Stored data
___
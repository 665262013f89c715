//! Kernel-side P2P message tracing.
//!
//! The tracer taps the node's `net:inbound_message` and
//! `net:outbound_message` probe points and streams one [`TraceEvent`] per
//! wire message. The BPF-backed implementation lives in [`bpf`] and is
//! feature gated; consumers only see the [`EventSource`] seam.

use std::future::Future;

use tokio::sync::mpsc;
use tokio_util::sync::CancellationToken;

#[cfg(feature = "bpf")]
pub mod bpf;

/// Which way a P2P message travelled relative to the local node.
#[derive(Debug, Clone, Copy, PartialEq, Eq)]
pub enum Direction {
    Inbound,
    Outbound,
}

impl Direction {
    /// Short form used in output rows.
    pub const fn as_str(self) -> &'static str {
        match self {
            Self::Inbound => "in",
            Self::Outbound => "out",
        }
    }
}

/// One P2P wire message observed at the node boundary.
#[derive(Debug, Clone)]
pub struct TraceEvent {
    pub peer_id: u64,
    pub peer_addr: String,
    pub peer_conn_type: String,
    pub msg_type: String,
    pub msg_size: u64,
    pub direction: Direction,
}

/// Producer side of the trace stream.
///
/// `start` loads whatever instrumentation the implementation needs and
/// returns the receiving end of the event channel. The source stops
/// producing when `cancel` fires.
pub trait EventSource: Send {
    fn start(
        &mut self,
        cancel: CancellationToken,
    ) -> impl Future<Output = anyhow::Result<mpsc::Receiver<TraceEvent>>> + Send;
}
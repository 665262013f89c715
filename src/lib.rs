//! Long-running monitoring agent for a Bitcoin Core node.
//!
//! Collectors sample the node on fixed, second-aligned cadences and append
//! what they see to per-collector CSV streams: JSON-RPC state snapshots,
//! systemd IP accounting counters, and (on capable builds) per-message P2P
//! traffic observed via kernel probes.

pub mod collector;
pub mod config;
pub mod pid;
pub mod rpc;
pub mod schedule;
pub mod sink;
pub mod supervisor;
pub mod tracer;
___
### What you need to do
Retype the records above exactly.

### Answer space
repository 665262013f89c715
//! Kernel-side P2P message tracing.
//!
//! The tracer taps the node's `net:inbound_message` and
//! `net:outbound_message` probe points and streams one [`TraceEvent`] per
//! wire message. The BPF-backed implementation lives in [`bpf`] and is
//! feature gated; consumers only see the [`EventSource`] seam.

use std::future::Future;

use tokio::sync::mpsc;
use tokio_util::sync::CancellationToken;

#[cfg(feature = "bpf")]
pub mod bpf;

/// Which way a P2P message travelled relative to the local node.
#[derive(Debug, Clone, Copy, PartialEq, Eq)]
pub enum Direction {
    Inbound,
    Outbound,
}

impl Direction {
    /// Short form used in output rows.
    pub const fn as_str(self) -> &'static str {
        match self {
            Self::Inbound => "in",
            Self::Outbound => "out",
        }
    }
}

/// One P2P wire message observed at the node boundary.
#[derive(Debug, Clone)]
pub struct TraceEvent {
    pub peer_id: u64,
    pub peer_addr: String,
    pub peer_conn_type: String,
    pub msg_type: String,
    pub msg_size: u64,
    pub direction: Direction,
}

/// Producer side of the trace stream.
///
/// `start` loads whatever instrumentation the implementation needs and
/// returns the receiving end of the event channel. The source stops
/// producing when `cancel` fires.
pub trait EventSource: Send {
    fn start(
        &mut self,
        cancel: CancellationToken,
    ) -> impl Future<Output = anyhow::Result<mpsc::Receiver<TraceEvent>>> + Send;
}
repository 665262013f89c715
filename src/lib.rs
//! Long-running monitoring agent for a Bitcoin Core node.
//!
//! Collectors sample the node on fixed, second-aligned cadences and append
//! what they see to per-collector CSV streams: JSON-RPC state snapshots,
//! systemd IP accounting counters, and (on capable builds) per-message P2P
//! traffic observed via kernel probes.

pub mod collector;
pub mod config;
pub mod pid;
pub mod rpc;
pub mod schedule;
pub mod sink;
pub mod supervisor;
pub mod tracer;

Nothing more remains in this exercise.